»»
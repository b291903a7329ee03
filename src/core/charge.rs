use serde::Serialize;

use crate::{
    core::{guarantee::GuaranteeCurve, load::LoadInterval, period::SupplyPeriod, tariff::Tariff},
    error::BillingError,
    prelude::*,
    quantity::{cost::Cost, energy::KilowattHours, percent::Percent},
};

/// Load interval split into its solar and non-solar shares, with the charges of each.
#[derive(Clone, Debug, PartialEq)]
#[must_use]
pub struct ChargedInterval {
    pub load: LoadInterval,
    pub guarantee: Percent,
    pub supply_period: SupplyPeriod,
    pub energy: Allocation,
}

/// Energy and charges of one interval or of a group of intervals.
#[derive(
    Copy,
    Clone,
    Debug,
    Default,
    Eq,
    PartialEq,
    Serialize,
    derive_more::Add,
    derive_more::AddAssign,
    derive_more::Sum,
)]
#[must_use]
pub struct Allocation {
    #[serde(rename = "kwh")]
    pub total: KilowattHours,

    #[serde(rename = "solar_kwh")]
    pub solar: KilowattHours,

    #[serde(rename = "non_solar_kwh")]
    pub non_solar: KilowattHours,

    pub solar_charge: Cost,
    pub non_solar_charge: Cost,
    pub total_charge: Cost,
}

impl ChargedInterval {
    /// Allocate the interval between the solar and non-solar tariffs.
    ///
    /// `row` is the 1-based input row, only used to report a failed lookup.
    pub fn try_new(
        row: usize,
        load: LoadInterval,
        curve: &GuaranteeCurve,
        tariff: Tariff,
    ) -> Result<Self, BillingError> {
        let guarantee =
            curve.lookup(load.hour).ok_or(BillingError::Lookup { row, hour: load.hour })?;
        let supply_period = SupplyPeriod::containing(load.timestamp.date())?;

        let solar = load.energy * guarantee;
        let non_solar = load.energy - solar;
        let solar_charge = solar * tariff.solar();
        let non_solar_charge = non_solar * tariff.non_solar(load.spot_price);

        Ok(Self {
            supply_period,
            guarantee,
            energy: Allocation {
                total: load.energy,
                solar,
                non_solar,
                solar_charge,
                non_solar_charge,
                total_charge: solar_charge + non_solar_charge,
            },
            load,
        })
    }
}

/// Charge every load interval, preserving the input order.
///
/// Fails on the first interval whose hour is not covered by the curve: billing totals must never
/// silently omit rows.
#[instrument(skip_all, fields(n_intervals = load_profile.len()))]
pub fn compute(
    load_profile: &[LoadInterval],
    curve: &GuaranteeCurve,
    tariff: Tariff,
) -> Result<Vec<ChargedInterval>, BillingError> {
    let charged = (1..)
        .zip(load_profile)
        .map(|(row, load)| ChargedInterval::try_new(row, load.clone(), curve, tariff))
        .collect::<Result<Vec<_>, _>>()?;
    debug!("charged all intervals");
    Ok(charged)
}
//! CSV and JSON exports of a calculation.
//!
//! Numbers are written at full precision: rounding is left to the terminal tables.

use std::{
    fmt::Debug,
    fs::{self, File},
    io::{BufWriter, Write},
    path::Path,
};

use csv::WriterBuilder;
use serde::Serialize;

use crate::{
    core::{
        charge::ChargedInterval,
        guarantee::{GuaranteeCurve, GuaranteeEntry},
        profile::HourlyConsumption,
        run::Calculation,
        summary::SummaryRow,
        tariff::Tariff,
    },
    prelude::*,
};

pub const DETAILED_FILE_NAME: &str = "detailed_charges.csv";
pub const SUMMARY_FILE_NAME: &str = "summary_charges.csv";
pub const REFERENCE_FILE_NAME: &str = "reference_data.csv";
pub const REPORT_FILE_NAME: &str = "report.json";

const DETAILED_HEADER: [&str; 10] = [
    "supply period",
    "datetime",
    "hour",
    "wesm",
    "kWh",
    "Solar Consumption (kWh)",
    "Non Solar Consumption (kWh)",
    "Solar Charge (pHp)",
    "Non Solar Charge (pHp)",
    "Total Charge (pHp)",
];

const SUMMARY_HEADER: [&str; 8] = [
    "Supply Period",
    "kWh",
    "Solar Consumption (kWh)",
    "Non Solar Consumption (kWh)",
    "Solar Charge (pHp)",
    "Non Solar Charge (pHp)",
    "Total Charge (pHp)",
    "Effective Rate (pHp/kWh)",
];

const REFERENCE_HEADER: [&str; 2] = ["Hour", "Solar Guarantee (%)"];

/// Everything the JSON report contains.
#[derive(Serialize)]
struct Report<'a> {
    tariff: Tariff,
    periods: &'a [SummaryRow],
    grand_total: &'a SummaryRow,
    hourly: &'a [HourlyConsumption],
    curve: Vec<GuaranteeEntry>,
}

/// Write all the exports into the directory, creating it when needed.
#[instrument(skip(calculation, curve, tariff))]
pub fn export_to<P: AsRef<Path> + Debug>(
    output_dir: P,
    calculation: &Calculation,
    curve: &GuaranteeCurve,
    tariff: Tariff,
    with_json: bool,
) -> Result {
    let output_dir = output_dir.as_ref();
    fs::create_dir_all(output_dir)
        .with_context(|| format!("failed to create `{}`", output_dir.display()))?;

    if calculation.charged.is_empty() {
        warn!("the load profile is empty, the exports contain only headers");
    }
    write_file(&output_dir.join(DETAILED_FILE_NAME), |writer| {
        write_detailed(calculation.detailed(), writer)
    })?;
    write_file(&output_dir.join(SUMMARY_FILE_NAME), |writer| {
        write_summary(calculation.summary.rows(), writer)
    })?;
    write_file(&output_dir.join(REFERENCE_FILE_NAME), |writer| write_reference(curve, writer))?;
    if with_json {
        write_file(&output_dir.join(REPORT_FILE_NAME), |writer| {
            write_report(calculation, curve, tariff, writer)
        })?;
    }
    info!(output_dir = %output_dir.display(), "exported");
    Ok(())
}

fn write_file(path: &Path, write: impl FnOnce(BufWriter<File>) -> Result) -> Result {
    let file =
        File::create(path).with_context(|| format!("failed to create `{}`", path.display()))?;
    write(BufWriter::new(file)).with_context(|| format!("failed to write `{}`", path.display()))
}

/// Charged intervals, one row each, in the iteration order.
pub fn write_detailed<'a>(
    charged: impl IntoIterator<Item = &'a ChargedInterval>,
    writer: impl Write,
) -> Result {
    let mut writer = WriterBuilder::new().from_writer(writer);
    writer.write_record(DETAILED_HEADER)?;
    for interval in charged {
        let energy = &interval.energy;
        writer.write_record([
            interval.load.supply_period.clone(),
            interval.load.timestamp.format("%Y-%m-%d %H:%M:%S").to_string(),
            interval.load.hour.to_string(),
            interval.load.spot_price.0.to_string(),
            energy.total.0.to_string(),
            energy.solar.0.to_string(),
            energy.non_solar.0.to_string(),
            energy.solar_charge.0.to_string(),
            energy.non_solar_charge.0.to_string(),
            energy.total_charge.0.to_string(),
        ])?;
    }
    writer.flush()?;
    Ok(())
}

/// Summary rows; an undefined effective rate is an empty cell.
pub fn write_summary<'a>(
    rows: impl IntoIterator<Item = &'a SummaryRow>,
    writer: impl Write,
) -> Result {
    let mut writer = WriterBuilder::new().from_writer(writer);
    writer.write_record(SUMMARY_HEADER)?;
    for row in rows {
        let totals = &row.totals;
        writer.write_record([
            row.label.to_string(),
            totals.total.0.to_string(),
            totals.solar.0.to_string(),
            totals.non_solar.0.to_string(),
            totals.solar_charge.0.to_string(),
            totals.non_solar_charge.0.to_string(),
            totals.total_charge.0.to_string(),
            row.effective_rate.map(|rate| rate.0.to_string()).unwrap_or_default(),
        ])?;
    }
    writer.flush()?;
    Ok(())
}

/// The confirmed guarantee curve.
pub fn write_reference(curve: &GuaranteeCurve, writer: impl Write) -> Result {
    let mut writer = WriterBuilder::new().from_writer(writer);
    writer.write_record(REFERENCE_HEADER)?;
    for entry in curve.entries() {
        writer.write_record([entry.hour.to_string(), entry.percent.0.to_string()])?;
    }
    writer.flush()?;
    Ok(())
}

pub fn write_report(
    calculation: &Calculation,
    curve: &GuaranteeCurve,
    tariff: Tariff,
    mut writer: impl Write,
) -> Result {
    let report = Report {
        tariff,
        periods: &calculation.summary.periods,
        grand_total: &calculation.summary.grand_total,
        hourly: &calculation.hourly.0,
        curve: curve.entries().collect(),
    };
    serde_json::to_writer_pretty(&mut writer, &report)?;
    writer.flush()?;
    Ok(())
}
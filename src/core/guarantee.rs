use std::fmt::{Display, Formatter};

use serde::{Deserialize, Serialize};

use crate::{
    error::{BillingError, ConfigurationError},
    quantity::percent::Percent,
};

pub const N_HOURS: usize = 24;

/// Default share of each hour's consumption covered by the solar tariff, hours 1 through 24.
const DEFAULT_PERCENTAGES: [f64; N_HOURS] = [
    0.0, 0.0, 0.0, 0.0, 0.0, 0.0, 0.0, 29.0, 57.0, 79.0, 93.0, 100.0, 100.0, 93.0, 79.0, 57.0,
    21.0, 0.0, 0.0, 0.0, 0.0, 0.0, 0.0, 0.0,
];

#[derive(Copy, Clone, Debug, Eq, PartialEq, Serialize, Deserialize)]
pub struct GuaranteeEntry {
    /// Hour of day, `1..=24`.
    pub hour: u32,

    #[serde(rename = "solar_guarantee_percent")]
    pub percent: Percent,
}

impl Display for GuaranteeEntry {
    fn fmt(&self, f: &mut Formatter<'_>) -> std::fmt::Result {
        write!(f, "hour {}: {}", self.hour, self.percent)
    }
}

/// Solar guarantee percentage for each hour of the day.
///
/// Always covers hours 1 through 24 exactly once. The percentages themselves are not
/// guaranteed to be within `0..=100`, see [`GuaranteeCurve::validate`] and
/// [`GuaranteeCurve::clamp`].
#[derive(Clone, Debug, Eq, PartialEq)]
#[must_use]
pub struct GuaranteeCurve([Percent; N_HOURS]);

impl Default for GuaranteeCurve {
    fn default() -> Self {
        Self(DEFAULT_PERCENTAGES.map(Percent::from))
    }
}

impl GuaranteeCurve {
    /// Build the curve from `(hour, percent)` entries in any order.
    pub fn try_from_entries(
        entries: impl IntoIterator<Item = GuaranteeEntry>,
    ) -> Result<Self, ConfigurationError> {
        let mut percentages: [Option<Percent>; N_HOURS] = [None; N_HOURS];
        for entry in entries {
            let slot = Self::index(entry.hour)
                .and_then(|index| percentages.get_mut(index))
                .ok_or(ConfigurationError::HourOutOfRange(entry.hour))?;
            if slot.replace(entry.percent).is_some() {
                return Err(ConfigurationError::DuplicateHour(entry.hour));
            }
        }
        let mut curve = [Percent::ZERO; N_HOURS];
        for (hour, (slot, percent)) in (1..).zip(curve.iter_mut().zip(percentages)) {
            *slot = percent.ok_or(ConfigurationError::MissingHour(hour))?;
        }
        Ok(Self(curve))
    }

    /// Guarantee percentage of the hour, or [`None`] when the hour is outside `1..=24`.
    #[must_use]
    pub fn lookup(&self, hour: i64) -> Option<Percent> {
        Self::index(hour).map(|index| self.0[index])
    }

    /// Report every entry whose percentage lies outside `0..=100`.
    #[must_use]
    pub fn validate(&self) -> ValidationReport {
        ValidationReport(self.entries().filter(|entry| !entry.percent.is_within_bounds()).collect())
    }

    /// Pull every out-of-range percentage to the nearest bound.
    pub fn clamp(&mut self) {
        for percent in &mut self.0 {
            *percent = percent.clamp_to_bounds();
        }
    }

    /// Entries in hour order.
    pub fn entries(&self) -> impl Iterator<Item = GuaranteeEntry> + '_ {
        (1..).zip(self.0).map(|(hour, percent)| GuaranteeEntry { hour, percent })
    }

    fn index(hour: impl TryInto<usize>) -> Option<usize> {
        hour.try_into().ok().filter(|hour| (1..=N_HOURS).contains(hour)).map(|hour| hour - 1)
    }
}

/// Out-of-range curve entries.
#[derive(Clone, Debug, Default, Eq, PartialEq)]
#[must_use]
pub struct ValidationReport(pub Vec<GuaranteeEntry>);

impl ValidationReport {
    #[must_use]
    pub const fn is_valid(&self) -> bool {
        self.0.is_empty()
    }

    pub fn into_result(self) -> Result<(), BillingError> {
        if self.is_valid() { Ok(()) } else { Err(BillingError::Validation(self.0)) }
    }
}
««
Search the material above for the string "ConfigurationError". Show every line that holds it.

    error::{BillingError, ConfigurationError},
    ) -> Result<Self, ConfigurationError> {
                .ok_or(ConfigurationError::HourOutOfRange(entry.hour))?;
                return Err(ConfigurationError::DuplicateHour(entry.hour));
            *slot = percent.ok_or(ConfigurationError::MissingHour(hour))?;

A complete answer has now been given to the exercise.